Au cours de la dernière procédure de corruption, les autorités turques ont arrêté des dizaines d’autres membres de l’administration de la ville d’opposition. Selon les membres du parti et les médias locaux, un maire de district du CHP était à nouveau le plus grand parti d’opposition du pays.

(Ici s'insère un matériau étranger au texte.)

//! Canned-response HTTP server shared by the client tests.

use std::collections::HashMap;
use std::sync::{Arc, Mutex};

use tokio::io::{AsyncReadExt, AsyncWriteExt};
use tokio::net::TcpListener;
use url::Url;

/// One request as the server received it.
#[derive(Debug, Clone)]
pub(crate) struct Recorded {
    pub head: String,
    pub body: String,
}

impl Recorded {
    pub(crate) fn request_line(&self) -> &str {
        self.head.lines().next().unwrap_or_default()
    }

    /// The body decoded as `application/x-www-form-urlencoded`.
    pub(crate) fn form(&self) -> HashMap<String, String> {
        url::form_urlencoded::parse(self.body.as_bytes())
            .into_owned()
            .collect()
    }
}

/// Serves canned responses in order, one connection each, and records
/// every request.
pub(crate) struct StubServer {
    pub base_url: Url,
    requests: Arc<Mutex<Vec<Recorded>>>,
}

impl StubServer {
    pub(crate) async fn start<S: Into<String>>(responses: Vec<(u16, S)>) -> Self {
        Self::start_with(move |_| responses).await
    }

    /// Build the responses once the server's address is known, e.g. for a
    /// discovery document that points back at the server.
    pub(crate) async fn start_with<S, F>(responses: F) -> Self
    where
        S: Into<String>,
        F: FnOnce(&Url) -> Vec<(u16, S)>,
    {
        let listener = TcpListener::bind("127.0.0.1:0").await.unwrap();
        let addr = listener.local_addr().unwrap();
        let base_url: Url = format!("http://{}/", addr).parse().unwrap();
        let responses: Vec<(u16, String)> = responses(&base_url)
            .into_iter()
            .map(|(status, body)| (status, body.into()))
            .collect();

        let requests = Arc::new(Mutex::new(Vec::new()));
        let seen = requests.clone();
        tokio::spawn(async move {
            for (status, body) in responses {
                let (mut socket, _) = listener.accept().await.unwrap();
                let request = read_request(&mut socket).await;
                seen.lock().unwrap().push(request);

                let response = format!(
                    "HTTP/1.1 {} Stub\r\n\
                     content-type: application/json\r\n\
                     content-length: {}\r\n\
                     connection: close\r\n\r\n{}",
                    status,
                    body.len(),
                    body
                );
                socket.write_all(response.as_bytes()).await.unwrap();
                socket.shutdown().await.ok();
            }
        });

        Self { base_url, requests }
    }

    pub(crate) fn requests(&self) -> Vec<Recorded> {
        self.requests.lock().unwrap().clone()
    }
}

async fn read_request(socket: &mut tokio::net::TcpStream) -> Recorded {
    let mut data = Vec::new();
    let mut buf = [0u8; 4096];

    let head_end = loop {
        if let Some(pos) = data.windows(4).position(|w| w == b"\r\n\r\n") {
            break pos + 4;
        }
        let n = socket.read(&mut buf).await.unwrap();
        if n == 0 {
            break data.len();
        }
        data.extend_from_slice(&buf[..n]);
    };
    let head = String::from_utf8_lossy(&data[..head_end]).to_string();

    let length = content_length(&head);
    while data.len() < head_end + length {
        let n = socket.read(&mut buf).await.unwrap();
        if n == 0 {
            break;
        }
        data.extend_from_slice(&buf[..n]);
    }
    let body = String::from_utf8_lossy(&data[head_end..]).to_string();

    Recorded { head, body }
}

fn content_length(head: &str) -> usize {
    head.lines()
        .find_map(|line| {
            let (name, value) = line.split_once(':')?;
            if name.trim().eq_ignore_ascii_case("content-length") {
                value.trim().parse().ok()
            } else {
                None
            }
        })
        .unwrap_or(0)
}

Parmi les 44 arrêtés, le maire du district de Beyoglu, Inan Güney, consultant du maire d’Istanbul détenu Ekrem Imamoglu, ainsi que des employés urbains, ont rapporté le quotidien « Cumhuriyet ». Les suspects sont donc accusés de corruption, de fraude et d’approvisionnement illégal de données personnelles.
Le CHP a condamné les arrestations comme une tentative de motivation politique de faire taire les dissidents. « Ce n’est pas une loi, mais une opération politique sur l’instruction du gouvernement », a écrit le député du CHP Burhanettin Bulut sur X.
Imamoglu, un challenger potentiel du président Recep Tayyip Erdogan, a été arrêté en mars et déménagé de son bureau. Cela a déclenché des manifestations nationales. Le CHP organise toujours des rassemblements aujourd’hui. Étant donné qu’Erdogan a perdu le contrôle de la métropole d’Istanbul lors des élections de 2019, Imamoglu a été exposé à plusieurs procédures d’investigation et judiciaires.